Results of Operations
Three Months ended September 30, 2000 and 1999
Revenues for the three months ended September 30, 2000 and 1999 were
$14,871,050 and $11,518,014, respectively, an increase of 29%. The revenue
increase in 2000 is due to myTrack's online trading and market data services.
The Company obtained its own broker-dealer license and its registration in all
of the states by August 2000. Prior thereto, trading revenues include only
revenues from the licensing of its trading system, rather than a full amount of
commissions paid by customers, which represented approximately $1,993,000 of the
total increase.
Direct operating costs were $8,668,155 for the three months ended September
30, 2000 and $6,558,762 for the similar period in 1999. Direct operating costs
as a percentage of revenues were 58% in 2000 and 57% in 1999. Direct operating
costs include direct payroll, direct telecommunication costs, computer supplies,
depreciation and equipment lease expense and the amortization of software
development costs. Since August 2000 when the Company commenced recording the
full commissions from customers, direct costs also include costs of clearing,
back office payroll and other direct broker-dealer expenses.

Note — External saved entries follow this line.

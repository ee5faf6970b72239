// Risk management module
pub mod stops;

pub use stops::{Cooldown, ExitLevels, RiskLimits};
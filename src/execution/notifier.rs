use crate::execution::Notifier;

/// Writes trade notifications to the log
#[derive(Debug, Default, Clone, Copy)]
pub struct LogNotifier;

impl Notifier for LogNotifier {
    fn notify(&self, message: &str) {
        tracing::info!("📣 {}", message);
    }
}
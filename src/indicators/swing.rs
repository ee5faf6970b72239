//! Swing-point detection
//!
//! A bar is a swing high (+1) when its high exceeds every high in the `range`
//! bars on both sides, and a swing low (-1) when its low undercuts every low in
//! that symmetric window. Bars without a full window on both sides are 0.

use crate::models::Candle;

/// Extra requirements for the stricter swing detector
#[derive(Debug, Clone, Copy, PartialEq)]
pub struct SwingConfirmation {
    /// Minimum separation from the neighbouring extremes, in ATRs
    pub atr_multiplier: f64,
    /// Bars after the swing in which a close must break the opposite side of its range
    pub confirmation_window: usize,
}

struct Neighbours {
    max_high: f64,
    min_low: f64,
    is_high: bool,
    is_low: bool,
}

fn neighbours(candles: &[Candle], i: usize, range: usize) -> Neighbours {
    let before = &candles[i - range..i];
    let after = &candles[i + 1..=i + range];

    let max_high = |w: &[Candle]| w.iter().map(|c| c.high).fold(f64::NEG_INFINITY, f64::max);
    let min_low = |w: &[Candle]| w.iter().map(|c| c.low).fold(f64::INFINITY, f64::min);

    let (prev_high, next_high) = (max_high(before), max_high(after));
    let (prev_low, next_low) = (min_low(before), min_low(after));
    let bar = &candles[i];

    Neighbours {
        max_high: prev_high.max(next_high),
        min_low: prev_low.min(next_low),
        is_high: bar.high > prev_high && bar.high > next_high,
        is_low: bar.low < prev_low && bar.low < next_low,
    }
}

fn eligible(len: usize, range: usize) -> std::ops::Range<usize> {
    if range == 0 || len <= 2 * range {
        return 0..0;
    }
    range..len - range
}

/// Detect swing highs (+1) and swing lows (-1)
///
/// When a bar qualifies as both, the swing high wins.
pub fn detect_swings(candles: &[Candle], range: usize) -> Vec<i8> {
    let mut swings = vec![0; candles.len()];

    for i in eligible(candles.len(), range) {
        let n = neighbours(candles, i, range);
        if n.is_high {
            swings[i] = 1;
        } else if n.is_low {
            swings[i] = -1;
        }
    }

    swings
}

/// Detect swings that clear their neighbours by `atr_multiplier x ATR` and are
/// retraced within the confirmation window
///
/// Bars without a defined ATR never qualify.
pub fn detect_confirmed_swings(
    candles: &[Candle],
    atr: &[Option<f64>],
    range: usize,
    confirmation: SwingConfirmation,
) -> Vec<i8> {
    let mut swings = vec![0; candles.len()];

    for i in eligible(candles.len(), range) {
        let atr_value = match atr.get(i).copied().flatten() {
            Some(value) => value,
            None => continue,
        };
        let min_separation = confirmation.atr_multiplier * atr_value;
        let n = neighbours(candles, i, range);
        let bar = &candles[i];

        let window_end = (i + confirmation.confirmation_window).min(candles.len() - 1);
        let following = &candles[i + 1..=window_end];

        let high_confirmed = n.is_high
            && bar.high - n.max_high >= min_separation
            && following.iter().any(|c| c.close < bar.low);
        let low_confirmed = n.is_low
            && n.min_low - bar.low >= min_separation
            && following.iter().any(|c| c.close > bar.high);

        if high_confirmed {
            swings[i] = 1;
        } else if low_confirmed {
            swings[i] = -1;
        }
    }

    swings
}

#[cfg(test)]
mod tests {
    use super::*;
    use chrono::{Duration, Utc};

    /// Candles with high = price + 1, low = price - 1, close = price
    fn candles(prices: &[f64]) -> Vec<Candle> {
        let start = Utc::now();
        prices
            .iter()
            .enumerate()
            .map(|(i, &p)| Candle {
                timestamp: start + Duration::hours(i as i64),
                open: p,
                high: p + 1.0,
                low: p - 1.0,
                close: p,
                volume: 1.0,
            })
            .collect()
    }

    #[test]
    fn test_detects_peak_and_trough() {
        let data = candles(&[10.0, 11.0, 12.0, 15.0, 12.0, 11.0, 10.0, 7.0, 10.0, 11.0, 12.0]);
        let swings = detect_swings(&data, 3);
        assert_eq!(swings[3], 1);
        assert_eq!(swings[7], -1);
        assert_eq!(swings.iter().filter(|&&s| s != 0).count(), 2);
    }

    #[test]
    fn test_edges_are_never_swings() {
        let data = candles(&[20.0, 10.0, 10.0, 10.0, 10.0, 10.0, 5.0]);
        let swings = detect_swings(&data, 3);
        assert_eq!(swings[0], 0);
        assert_eq!(swings[6], 0);
    }

    #[test]
    fn test_short_series_has_no_swings() {
        let data = candles(&[1.0, 5.0, 1.0]);
        assert_eq!(detect_swings(&data, 3), vec![0, 0, 0]);
    }

    #[test]
    fn test_equal_highs_are_not_swings() {
        let data = candles(&[10.0, 11.0, 12.0, 15.0, 15.0, 11.0, 10.0, 9.0]);
        let swings = detect_swings(&data, 3);
        assert_eq!(swings[3], 0);
        assert_eq!(swings[4], 0);
    }

    #[test]
    fn test_confirmed_swing_requires_retrace() {
        // Peak at 3, then closes fall below the peak bar's low (14)
        let data = candles(&[10.0, 11.0, 12.0, 15.0, 13.0, 12.0, 11.0, 10.0]);
        let atr = vec![Some(1.0); data.len()];
        let confirmation = SwingConfirmation {
            atr_multiplier: 1.0,
            confirmation_window: 3,
        };
        let swings = detect_confirmed_swings(&data, &atr, 3, confirmation);
        assert_eq!(swings[3], 1);

        // Same peak, but price never closes below 14 inside the window
        let data = candles(&[10.0, 11.0, 12.0, 15.0, 14.5, 14.2, 14.1, 10.0]);
        let confirmation = SwingConfirmation {
            atr_multiplier: 0.5,
            confirmation_window: 3,
        };
        let swings = detect_confirmed_swings(&data, &atr, 3, confirmation);
        assert_eq!(swings[3], 0);
    }

    #[test]
    fn test_confirmed_swing_requires_atr_separation() {
        let data = candles(&[10.0, 11.0, 12.0, 15.0, 13.0, 12.0, 11.0, 10.0]);
        // Peak high 16 vs neighbour max 14 => separation 2
        let atr = vec![Some(1.0); data.len()];
        let strict = SwingConfirmation {
            atr_multiplier: 3.0,
            confirmation_window: 3,
        };
        assert_eq!(detect_confirmed_swings(&data, &atr, 3, strict)[3], 0);

        let undefined = vec![None; data.len()];
        let loose = SwingConfirmation {
            atr_multiplier: 0.0,
            confirmation_window: 3,
        };
        assert_eq!(detect_confirmed_swings(&data, &undefined, 3, loose)[3], 0);
    }
}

Selling and administrative expenses were $4,676,494 and $4,778,949 in the
2000 and 1999 periods, respectively. The decrease in 2000 compared to 1999 was
principally due to the reclassification of certain payroll and related expenses
for myTrack's online trading services after receiving its broker-dealer license
and state registrations. Selling and administrative expenses as a percentage of
revenues was 31% in 2000 and 41% in 1999 due principally to the higher revenues
in 2000.
Marketing and advertising costs decreased significantly in 2000 to $400,325
from $2,567,850 in 1999. The decrease in 2000 was primarily due to the
Company's decision to reduce television advertising for its online trading in
the third quarter, reduced agency fees and reduced marketing for certain other
products.
In the third quarter of 2000, the Company realized a net gain of $429,645
from the sale of marketable securities, principally from Innodata Corporation.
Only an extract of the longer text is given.